COUR D'APPEL D'AIX-EN-PROVENCE
Chambre 1-2
ARRÊT
DU 17 NOVEMBRE 2022
N° 2022/758
Rôle N° RG 21/12646 - N° Portalis DBVB-V-B7F-BIAOS
[D] [G]
C/
S.A.S. MANA
S.A.R.L. LES MARGAILLANS LE VABRE
G.F.A. GFA LES MARGAILLANS LE VABRE
S.A.S. BRASSERIE DE [Localité 8]
Copie exécutoire délivrée
le :
à :
Me Olivier GRIMALDI
Me Emilie UGO
Me Jean-Philippe NOUIS
Décision déférée à la Cour :
Ordonnance de référé rendue par le Président du Tribunal Judiciaire d'[Localité 5] en date du 30 juillet 2021 enregistrée au répertoire général sous le n° 21/00561.
APPELANT
Monsieur [D] [G]
Né le 14 avril 1955 à [Localité 5], demeurant [Adresse 1]
représenté par Me Olivier GRIMALDI de la SELARL SELARL GRIMALDI ET ASSOCIES, avocat au barreau de MARSEILLE substitué par Me Christel SCHWING, avocat au barreau de MARSEILLE, plaidant
INTIMES
S.A.S. MANA
prise en la personne de son représentant légal en exercice
dont le siège social est situé [Adresse 2]
représentée par Me Emilie UGO, avocat au barreau d'AIX-EN-PROVENCE
S.A.R.L. LES MARGAILLANS LE VABRE
prise en la personne de son représentant légal en exercice
dont le siège social est situé [Adresse 1]

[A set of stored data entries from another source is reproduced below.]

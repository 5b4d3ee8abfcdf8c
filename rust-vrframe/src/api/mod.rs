#[cfg(feature = "mock")]
pub mod mock;
#[cfg(feature = "mock")]
pub use self::mock::{MockCompositor, MockCompositorState, MockGpu, MockGpuCall, MockGpuContextFactory,
                     MockGpuState, MockPlatform, MockSubmission};

#[cfg(feature = "gles")]
mod gles;
#[cfg(feature = "gles")]
pub use self::gles::{GlesExtensions, GlesGpu, GlesGpuContextFactory};
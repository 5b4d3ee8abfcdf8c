mod compositor;
mod gpu;
mod platform;

pub use self::compositor::{MockCompositor, MockCompositorState, MockSubmission};
pub use self::gpu::{MockGpu, MockGpuCall, MockGpuContextFactory, MockGpuState};
pub use self::platform::MockPlatform;
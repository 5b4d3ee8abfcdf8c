use crate::{VRInputState, VRSystemProperties, VRTracking};

// Remote control of the mock compositor, see `MockCompositor::new_with_remote`.
pub enum MockVRControlMsg {
    SetTracking(VRTracking),
    SetSystemProperties(VRSystemProperties),
    SetInputDevices(Vec<VRInputState>),
    // Make the next `enter_vr_mode` calls fail.
    RejectVRMode(bool),
    // Delay added to every frame submission, in milliseconds.
    SetSubmitDelay(u64),
}
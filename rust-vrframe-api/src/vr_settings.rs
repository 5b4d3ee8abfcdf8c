/// How the pipeline distributes its work over threads.
/// Chosen once when a session is created.
#[derive(Debug, Clone, Copy, PartialEq, Eq)]
#[cfg_attr(feature = "serde-serialization", derive(Deserialize, Serialize))]
pub enum VRThreadingMode {
    // Predict, simulate, render and submit on the calling thread.
    SingleThreaded,
    // Render and submit on a dedicated render thread, one frame behind.
    DualThreaded,
}

impl Default for VRThreadingMode {
    #[cfg(feature = "render-thread")]
    fn default() -> VRThreadingMode {
        VRThreadingMode::DualThreaded
    }

    #[cfg(not(feature = "render-thread"))]
    fn default() -> VRThreadingMode {
        VRThreadingMode::SingleThreaded
    }
}

#[derive(Debug, Clone, PartialEq)]
#[cfg_attr(feature = "serde-serialization", derive(Deserialize, Serialize))]
pub struct VRPipelineSettings {
    pub threading: VRThreadingMode,

    // Only honored when both the GPU and the compositor support it.
    pub use_multiview: bool,

    pub num_multisamples: u32,

    // Fixed CPU/GPU clock levels requested after entering VR mode.
    pub cpu_level: i32,
    pub gpu_level: i32,

    pub swap_interval: u32,

    pub num_instances: usize,
    pub num_rotations: usize,
    pub random_seed: u32,

    // Rejection sampling attempts allowed per placed instance.
    pub placement_attempt_limit: u32,

    pub clear_color: [f32; 4],

    pub first_frame_index: u64,
}

impl Default for VRPipelineSettings {
    fn default() -> VRPipelineSettings {
        VRPipelineSettings {
            threading: VRThreadingMode::default(),
            use_multiview: true,
            num_multisamples: 4,
            cpu_level: 2,
            gpu_level: 3,
            swap_interval: 1,
            num_instances: 1500,
            num_rotations: 16,
            random_seed: 2,
            placement_attempt_limit: 100_000,
            clear_color: [0.125, 0.0, 0.125, 1.0],
            first_frame_index: 1,
        }
    }
}

impl VRPipelineSettings {
    pub fn with_threading(mut self, threading: VRThreadingMode) -> VRPipelineSettings {
        self.threading = threading;
        self
    }

    pub fn is_dual_threaded(&self) -> bool {
        self.threading == VRThreadingMode::DualThreaded
    }
}
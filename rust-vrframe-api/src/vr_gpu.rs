//! The GPU command boundary.
//!
//! Object handles are plain integers owned by the context that created them
//! (or by its share group). A handle of 0 means "none", as in GL.

use crate::VRTextureType;

#[derive(Debug, Clone, Copy, PartialEq, Eq, Default)]
#[cfg_attr(feature = "serde-serialization", derive(Deserialize, Serialize))]
pub struct VRGpuCapabilities {
    // Array-layer rendering with a per-invocation view index.
    pub multiview: bool,
    // Multiview into multisampled render-to-texture targets.
    pub multiview_multisampled: bool,
    // Implicitly resolved multisampled rendering into a texture.
    pub multisampled_render_to_texture: bool,
    pub border_clamp: bool,
}

#[derive(Debug, Clone, Copy, PartialEq, Eq)]
#[cfg_attr(feature = "serde-serialization", derive(Deserialize, Serialize))]
pub enum VRBufferTarget {
    Vertex,
    Index,
    Uniform,
}

#[derive(Debug, Clone, Copy, PartialEq, Eq)]
#[cfg_attr(feature = "serde-serialization", derive(Deserialize, Serialize))]
pub enum VRAttributeType {
    Byte,
    UnsignedByte,
    Float,
}

#[derive(Debug, Clone, Copy, PartialEq, Eq)]
#[cfg_attr(feature = "serde-serialization", derive(Deserialize, Serialize))]
pub struct VRVertexAttribute {
    pub location: u32,
    pub buffer: u32,
    pub components: i32,
    pub attribute_type: VRAttributeType,
    pub normalized: bool,
    pub stride: i32,
    pub offset: u32,
    // 0 for per-vertex data, 1 for per-instance data.
    pub divisor: u32,
}

#[derive(Debug, Clone, PartialEq, Eq, Default)]
#[cfg_attr(feature = "serde-serialization", derive(Deserialize, Serialize))]
pub struct VRVertexLayout {
    pub attributes: Vec<VRVertexAttribute>,
    pub index_buffer: u32,
}

// Sources and interface names of a program to link.
#[derive(Debug, Clone, Copy)]
pub struct VRProgramDesc<'a> {
    pub vertex_source: &'a str,
    pub fragment_source: &'a str,
    // (location, name) of every vertex attribute.
    pub attributes: &'a [(u32, &'a str)],
    // (binding point, name) of every uniform block.
    pub uniform_blocks: &'a [(u32, &'a str)],
    pub view_id_uniform: &'a str,
}

#[derive(Debug, Clone, Copy, PartialEq, Eq, Default)]
#[cfg_attr(feature = "serde-serialization", derive(Deserialize, Serialize))]
pub struct VRProgram {
    pub program: u32,
    // -1 when the program has no view id uniform (multiview variant).
    pub view_id_location: i32,
}

#[derive(Debug, Clone, Copy, PartialEq, Eq)]
#[cfg_attr(feature = "serde-serialization", derive(Deserialize, Serialize))]
pub struct VRRenderTargetDesc {
    pub color_texture: u32,
    pub texture_type: VRTextureType,
    pub width: u32,
    pub height: u32,
    // 1 disables multisampling.
    pub samples: u32,
    // Attach both layers of an array texture for single pass stereo.
    pub multiview: bool,
}

#[derive(Debug, Clone, Copy, PartialEq, Eq, Default)]
#[cfg_attr(feature = "serde-serialization", derive(Deserialize, Serialize))]
pub struct VRRenderTarget {
    pub framebuffer: u32,
    // A 2-layer array texture when multiview, otherwise a renderbuffer.
    pub depth_buffer: u32,
    pub depth_is_texture: bool,
}

#[derive(Debug, Clone, Copy, PartialEq, Eq)]
#[cfg_attr(feature = "serde-serialization", derive(Deserialize, Serialize))]
pub struct VRDrawState {
    pub scissor_test: bool,
    pub depth_write: bool,
    // Depth test with LEQUAL when set.
    pub depth_test: bool,
    pub cull_back_faces: bool,
}

impl VRDrawState {
    /// State used by every eye pass of the world renderer.
    pub fn eye_pass() -> VRDrawState {
        VRDrawState {
            scissor_test: true,
            depth_write: true,
            depth_test: true,
            cull_back_faces: true,
        }
    }
}

/// GPU commands the renderer issues on one rendering context.
///
/// Creation calls return an error message when an object cannot be made,
/// everything issued per frame is fire-and-forget and reports through
/// `check_error`.
pub trait VRGpu {
    fn capabilities(&self) -> VRGpuCapabilities;

    /// Opaque platform display and context handles, used to enter VR mode.
    fn display_handle(&self) -> u64;
    fn context_handle(&self) -> u64;

    fn configure_color_texture(&self, texture: u32, texture_type: VRTextureType, border_clamp: bool);

    fn create_render_target(&self, desc: &VRRenderTargetDesc) -> Result<VRRenderTarget, String>;
    fn check_framebuffer_complete(&self, framebuffer: u32) -> Result<(), String>;
    fn delete_render_target(&self, target: &VRRenderTarget);

    fn create_program(&self, desc: &VRProgramDesc) -> Result<VRProgram, String>;
    fn delete_program(&self, program: &VRProgram);

    fn create_buffer(&self, target: VRBufferTarget, size: usize, data: Option<&[u8]>) -> Result<u32, String>;
    /// Replaces the whole contents of a buffer through a write-only,
    /// invalidating mapping. Previous contents are never read back.
    fn write_buffer(&self, target: VRBufferTarget, buffer: u32, data: &[u8]);
    fn delete_buffer(&self, buffer: u32);

    fn create_vertex_array(&self, layout: &VRVertexLayout) -> Result<u32, String>;
    fn bind_vertex_array(&self, vertex_array: u32);
    fn delete_vertex_array(&self, vertex_array: u32);

    fn bind_draw_framebuffer(&self, framebuffer: u32);
    fn use_program(&self, program: u32);
    fn bind_uniform_buffer(&self, binding: u32, buffer: u32);
    fn set_view_id(&self, location: i32, view: i32);
    fn apply_draw_state(&self, state: &VRDrawState);
    fn viewport(&self, x: i32, y: i32, width: i32, height: i32);
    fn scissor(&self, x: i32, y: i32, width: i32, height: i32);
    fn clear(&self, color: [f32; 4], depth: bool);
    fn draw_elements_instanced(&self, index_count: i32, instance_count: i32);

    /// Discards the depth attachment of the bound draw framebuffer.
    fn invalidate_depth(&self);
    fn flush(&self);

    /// Inserts a fence after all previously issued commands and flushes
    /// without waiting. Returns an opaque non-zero handle.
    fn insert_fence(&self) -> u64;
    fn delete_fence(&self, fence: u64);

    fn check_error(&self) -> Option<String>;
}

/// Creates rendering contexts sharing object names with the main context.
/// Called on the thread that will use the context.
pub trait VRGpuContextFactory: Send {
    fn create_shared_context(&mut self) -> Result<Box<dyn VRGpu>, String>;
}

représentée par Me Jean-Philippe NOUIS de la SCP PIETRA & ASSOCIES, avocat au barreau d'AIX-EN-PROVENCE, plaidant
G.F.A. LES MARGAILLANS LE VABRE
pris en la personne de son représentant légal en exercice
dont le siège social est situé [Adresse 1]
représentée par Me Jean-Philippe NOUIS de la SCP PIETRA & ASSOCIES, avocat au barreau d'AIX-EN-PROVENCE, plaidant
S.A.S. BRASSERIE DE [Localité 8]
prise en la personne de son représentant légal en exercice
dont le siège social est situé [Adresse 1]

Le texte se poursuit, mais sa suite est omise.